Vintage movies on Blu-ray and/or DVD for the first time are led by a couple of powerful Edward G. Robinson pictures.
“The Sea Wolf” (Warner Archive, 1941, b/w, audio-only 1950 radio version starring Robinson, trailer).
“Hell on Frisco Bay” (Warner Archive, 1955, trailer). These edgy thrillers cast veteran star Robinson as a couple of his more despicable characters in neglected —perhaps forgotten — films that are justly garnering new attention as they debut on both DVD and Blu-ray discs.

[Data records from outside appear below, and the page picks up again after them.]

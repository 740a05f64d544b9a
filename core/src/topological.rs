use std::collections::VecDeque;

use indexmap::IndexMap;

use crate::graph::{Graph, Vertex};

/// Topological order of `graph` by Kahn's algorithm.
///
/// Vertices with no incoming edges are emitted in enumeration order, then
/// each vertex as soon as its last predecessor has been emitted. Returns
/// `None` when the graph has a cycle; no partial order is produced.
pub fn topological_sort<V: Vertex>(graph: &Graph<V>) -> Option<Vec<V>> {
    let mut in_degree: IndexMap<&V, usize> = graph.vertices().map(|v| (v, 0)).collect();
    for source in graph.vertices() {
        for (destination, _) in graph.neighbors(source) {
            if let Some(degree) = in_degree.get_mut(destination) {
                *degree += 1;
            }
        }
    }

    let mut queue: VecDeque<&V> = in_degree
        .iter()
        .filter(|(_, &degree)| degree == 0)
        .map(|(&v, _)| v)
        .collect();
    if queue.is_empty() && !graph.is_empty() {
        tracing::debug!(vertices = graph.len(), "no vertex without incoming edges");
        return None;
    }

    let mut order = Vec::with_capacity(graph.len());
    while let Some(vertex) = queue.pop_front() {
        order.push(vertex.clone());
        for (neighbor, _) in graph.neighbors(vertex) {
            let Some(degree) = in_degree.get_mut(neighbor) else {
                continue;
            };
            *degree -= 1;
            if *degree == 0 {
                queue.push_back(neighbor);
            }
        }
    }

    if order.len() < graph.len() {
        tracing::debug!(
            emitted = order.len(),
            vertices = graph.len(),
            "cycle prevents a topological order"
        );
        return None;
    }
    Some(order)
}
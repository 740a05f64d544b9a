use std::collections::HashSet;
use std::fmt;

use crate::edge::UndirectedEdge;
use crate::graph::{Direction, Graph, Vertex};
use crate::traversal::bfs;

/// Shape summary of a graph, used to pick an algorithm.
#[derive(Debug, Clone, Copy, PartialEq, Eq)]
pub struct Metadata {
    pub direction: Direction,
    pub vertex_count: usize,
    /// Directed: distinct ordered pairs. Undirected: distinct unordered pairs.
    pub edge_count: usize,
    /// Every vertex is reachable from the first enumerated one.
    pub connected: bool,
    /// Not every edge carries the same weight.
    pub weighted: bool,
    pub has_negative_weights: bool,
}

impl Metadata {
    /// Metadata of a graph with no vertices. Not considered connected.
    pub fn empty(direction: Direction) -> Self {
        Self {
            direction,
            vertex_count: 0,
            edge_count: 0,
            connected: false,
            weighted: false,
            has_negative_weights: false,
        }
    }

    pub fn disconnected(&self) -> bool {
        !self.connected
    }

    pub fn unweighted(&self) -> bool {
        !self.weighted
    }

    pub fn all_positive_weights(&self) -> bool {
        !self.has_negative_weights
    }
}

impl fmt::Display for Metadata {
    fn fmt(&self, f: &mut fmt::Formatter<'_>) -> fmt::Result {
        write!(
            f,
            "{:?}, {} vertices, {} edges, {}, {}, {}",
            self.direction,
            self.vertex_count,
            self.edge_count,
            if self.connected { "connected" } else { "disconnected" },
            if self.weighted { "weighted" } else { "unweighted" },
            if self.has_negative_weights {
                "negative weights"
            } else {
                "non-negative weights"
            },
        )
    }
}

/// Inspect `graph` and summarize its shape.
pub fn analyze<V: Vertex>(graph: &Graph<V>) -> Metadata {
    let direction = graph.direction();
    let Some(first) = graph.vertices().next() else {
        return Metadata::empty(direction);
    };

    let mut first_weight = None;
    let mut weighted = false;
    let mut has_negative_weights = false;
    let mut directed_edges = 0usize;
    let mut undirected_edges = HashSet::new();

    for edge in graph.edges() {
        let reference = *first_weight.get_or_insert(edge.weight);
        weighted |= edge.weight != reference;
        has_negative_weights |= edge.weight < 0;
        match direction {
            Direction::Directed => directed_edges += 1,
            Direction::Undirected => {
                undirected_edges.insert(UndirectedEdge(edge));
            }
        }
    }

    let edge_count = match direction {
        Direction::Directed => directed_edges,
        Direction::Undirected => undirected_edges.len(),
    };

    Metadata {
        direction,
        vertex_count: graph.len(),
        edge_count,
        connected: bfs(graph, first).count() == graph.len(),
        weighted,
        has_negative_weights,
    }
}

Directed by Michael Curtiz a year before he helmed “Casablanca” and based on the Jack London novel, “The Sea Wolf” was one of 1941’s biggest hits and remains a fine example of Hollywood’s Golden Age. Robinson’s Wolf Larsen is a well-read but cruel captain of a seal-hunting ship who tortures his crew (which includes John Garfield and Barry Fitzgerald) on par with “Mutiny on the Bounty’s” Captain Bligh. He also shows no mercy to a pair of rescued castaways (Ida Lupino, Alexander Knox), although he enjoys matching wits with the cultured Knox. This one was cut by 14 minutes for a 1947 re-release and has been shown that way ever since. But this new 100-minute restoration returns the film to its original length and splendor.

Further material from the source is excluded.